- Task goal -
When you spot the word "HeaderMap" in a line of the data below, copy that line.
::: Input
//! Request identification.
//!
//! Every inbound request gets an `x-request-id` (UUID v4) unless the client
//! already sent one. The same id is echoed on the response.

use axum::http::{HeaderMap, HeaderName};
use tower_http::request_id::{MakeRequestUuid, PropagateRequestIdLayer, SetRequestIdLayer};

pub const X_REQUEST_ID: HeaderName = HeaderName::from_static("x-request-id");

/// Layer assigning a fresh id to requests that lack one.
pub fn set_request_id_layer() -> SetRequestIdLayer<MakeRequestUuid> {
    SetRequestIdLayer::new(X_REQUEST_ID, MakeRequestUuid)
}

/// Layer copying the request id onto the response.
pub fn propagate_request_id_layer() -> PropagateRequestIdLayer {
    PropagateRequestIdLayer::new(X_REQUEST_ID)
}

pub trait RequestIdExt {
    fn request_id(&self) -> Option<&str>;
}

impl RequestIdExt for HeaderMap {
    fn request_id(&self) -> Option<&str> {
        self.get(X_REQUEST_ID).and_then(|v| v.to_str().ok())
    }
}
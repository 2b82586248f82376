//! Content API client.
//!
//! # Responsibilities
//! - Send GraphQL documents to the content API endpoint
//! - Authenticate with the credential triple
//! - Return the raw `data` payload, surfacing transport, status and GraphQL errors
//!
//! No retries and no timeout of its own: a failed call is the caller's problem.

use async_trait::async_trait;
use serde::{Deserialize, Serialize};
use serde_json::Value;

use crate::config::ContentApiConfig;
use crate::content_api::query::GraphqlDocument;
use crate::content_api::types::{ContentApiError, ContentApiResult, ContentApiResultOf};

pub const ACCESS_KEY_HEADER: &str = "x-websites-access-key";
pub const SECRET_KEY_HEADER: &str = "x-websites-secret-key";
pub const SPACE_UUID_HEADER: &str = "x-websites-space-uuid";

/// Credentials identifying a namespace of the content API.
#[derive(Clone, PartialEq, Eq)]
pub struct ContentApiCredentials {
    pub access_key: String,
    pub secret_key: String,
    pub space_uuid: String,
}

impl ContentApiCredentials {
    /// Credentials from config. `None` when any part is absent.
    pub fn from_config(config: &ContentApiConfig) -> Option<Self> {
        Some(Self {
            access_key: config.access_key.clone()?,
            secret_key: config.secret_key.clone()?,
            space_uuid: config.namespace_id.clone()?,
        })
    }
}

impl std::fmt::Debug for ContentApiCredentials {
    fn fmt(&self, f: &mut std::fmt::Formatter<'_>) -> std::fmt::Result {
        f.debug_struct("ContentApiCredentials")
            .field("access_key", &self.access_key)
            .field("secret_key", &"<redacted>")
            .field("space_uuid", &self.space_uuid)
            .finish()
    }
}

/// A client able to run a `site` lookup.
#[async_trait]
pub trait ContentApiClient: Send + Sync {
    async fn query(&self, document: &GraphqlDocument) -> ContentApiResultOf<ContentApiResult>;
}

#[derive(Serialize)]
struct GraphqlRequest<'a> {
    query: &'a GraphqlDocument,
}

#[derive(Deserialize)]
struct GraphqlResponse {
    data: Option<Value>,
    #[serde(default)]
    errors: Vec<GraphqlError>,
}

#[derive(Deserialize)]
struct GraphqlError {
    message: String,
}

/// Decode a raw GraphQL response body.
///
/// Errors alongside data are tolerated; errors without data fail the call.
/// `data` is not checked against any schema.
pub fn decode_response(body: &[u8]) -> ContentApiResultOf<ContentApiResult> {
    let response: GraphqlResponse = serde_json::from_slice(body)?;
    match response.data {
        Some(data) => {
            if !response.errors.is_empty() {
                tracing::warn!(errors = response.errors.len(), "Content API returned partial data");
            }
            Ok(ContentApiResult::new(data))
        }
        None if !response.errors.is_empty() => {
            let messages: Vec<String> = response.errors.into_iter().map(|e| e.message).collect();
            Err(ContentApiError::Graphql(messages.join("; ")))
        }
        None => Ok(ContentApiResult::default()),
    }
}

/// HTTP implementation of [`ContentApiClient`] over reqwest.
#[derive(Clone)]
pub struct HttpContentApiClient {
    http: reqwest::Client,
    endpoint: String,
    credentials: ContentApiCredentials,
}

impl HttpContentApiClient {
    /// Create a new client. Construction does not touch the network.
    pub fn new(endpoint: impl Into<String>, credentials: ContentApiCredentials) -> ContentApiResultOf<Self> {
        let http = reqwest::Client::builder()
            .build()
            .map_err(|e| ContentApiError::Setup(e.to_string()))?;

        Ok(Self {
            http,
            endpoint: endpoint.into(),
            credentials,
        })
    }
}

#[async_trait]
impl ContentApiClient for HttpContentApiClient {
    async fn query(&self, document: &GraphqlDocument) -> ContentApiResultOf<ContentApiResult> {
        let response = self
            .http
            .post(&self.endpoint)
            .header(ACCESS_KEY_HEADER, &self.credentials.access_key)
            .header(SECRET_KEY_HEADER, &self.credentials.secret_key)
            .header(SPACE_UUID_HEADER, &self.credentials.space_uuid)
            .json(&GraphqlRequest { query: document })
            .send()
            .await?;

        let status = response.status();
        if !status.is_success() {
            return Err(ContentApiError::Status(status.as_u16()));
        }

        let body = response.bytes().await?;
        decode_response(&body)
    }
}

impl std::fmt::Debug for HttpContentApiClient {
    fn fmt(&self, f: &mut std::fmt::Formatter<'_>) -> std::fmt::Result {
        f.debug_struct("HttpContentApiClient")
            .field("endpoint", &self.endpoint)
            .field("credentials", &self.credentials)
            .finish()
    }
}
//! Request-target matching logic.
//!
//! # Responsibilities
//! - Match path prefix (case-sensitive, leading segment only)
//! - Match raw substring anywhere in the request target
//! - Combine conditions with OR semantics
//!
//! # Design Decisions
//! - Matchers see the raw request target (path + query), not the parsed URL
//! - No regex to guarantee O(n) matching

/// Trait for matching request targets against conditions.
pub trait Matcher: Send + Sync + std::fmt::Debug {
    /// Returns true if the request target matches this condition.
    fn matches(&self, target: &str) -> bool;
}

/// Matches the start of the request target.
#[derive(Debug, Clone)]
pub struct PathPrefixMatcher {
    prefix: String,
}

impl PathPrefixMatcher {
    /// Create a new path prefix matcher.
    pub fn new(prefix: impl Into<String>) -> Self {
        Self {
            prefix: prefix.into(),
        }
    }
}

impl Matcher for PathPrefixMatcher {
    fn matches(&self, target: &str) -> bool {
        target.starts_with(&self.prefix)
    }
}

/// Matches a literal fragment anywhere in the request target.
#[derive(Debug, Clone)]
pub struct ContainsMatcher {
    needle: String,
}

impl ContainsMatcher {
    pub fn new(needle: impl Into<String>) -> Self {
        Self {
            needle: needle.into(),
        }
    }
}

impl Matcher for ContainsMatcher {
    fn matches(&self, target: &str) -> bool {
        target.contains(&self.needle)
    }
}

/// Combines multiple matchers with OR semantics.
#[derive(Debug)]
pub struct AnyMatcher {
    matchers: Vec<Box<dyn Matcher>>,
}

impl AnyMatcher {
    pub fn new(matchers: Vec<Box<dyn Matcher>>) -> Self {
        Self { matchers }
    }
}

impl Matcher for AnyMatcher {
    fn matches(&self, target: &str) -> bool {
        self.matchers.iter().any(|m| m.matches(target))
    }
}
//! URL classification.
//!
//! Decides from the raw request target alone whether a request should query the
//! content API and whether it bypasses rendering. These are the default values
//! that the hook registry hands to user overrides.

use std::sync::LazyLock;

use axum::http::request::Parts;

use crate::routing::matcher::{AnyMatcher, ContainsMatcher, Matcher, PathPrefixMatcher};

/// Marker segment of the renderer's internal assets.
pub const INTERNAL_ASSET_MARKER: &str = "_next";

/// Browser favicon path.
pub const FAVICON: &str = "favicon.ico";

/// Reserved prefix of API routes that bypass rendering.
pub const API_PREFIX: &str = "/api/";

static NOT_ELIGIBLE: LazyLock<AnyMatcher> = LazyLock::new(|| {
    AnyMatcher::new(vec![
        Box::new(ContainsMatcher::new(INTERNAL_ASSET_MARKER)),
        Box::new(ContainsMatcher::new(FAVICON)),
    ])
});

static BYPASS: LazyLock<PathPrefixMatcher> = LazyLock::new(|| PathPrefixMatcher::new(API_PREFIX));

/// The raw request target (path and query), or `None` when the request has none.
pub fn request_target(req: &Parts) -> Option<&str> {
    req.uri
        .path_and_query()
        .map(|pq| pq.as_str())
        .filter(|target| !target.is_empty())
}

/// True iff the target exists, is not an internal asset and is not the favicon.
pub fn is_target_eligible(target: Option<&str>) -> bool {
    target.is_some_and(|t| !NOT_ELIGIBLE.matches(t))
}

/// True iff the target exists and starts with `/api/`.
pub fn is_target_bypassed(target: Option<&str>) -> bool {
    target.is_some_and(|t| BYPASS.matches(t))
}

/// Whether the request should query the content API.
pub fn is_content_api_eligible(req: &Parts) -> bool {
    is_target_eligible(request_target(req))
}

/// Whether the request skips content API logic and rendering enrichment.
pub fn is_render_bypassed(req: &Parts) -> bool {
    is_target_bypassed(request_target(req))
}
::::::
- Result -
use axum::http::{HeaderMap, HeaderName};
impl RequestIdExt for HeaderMap {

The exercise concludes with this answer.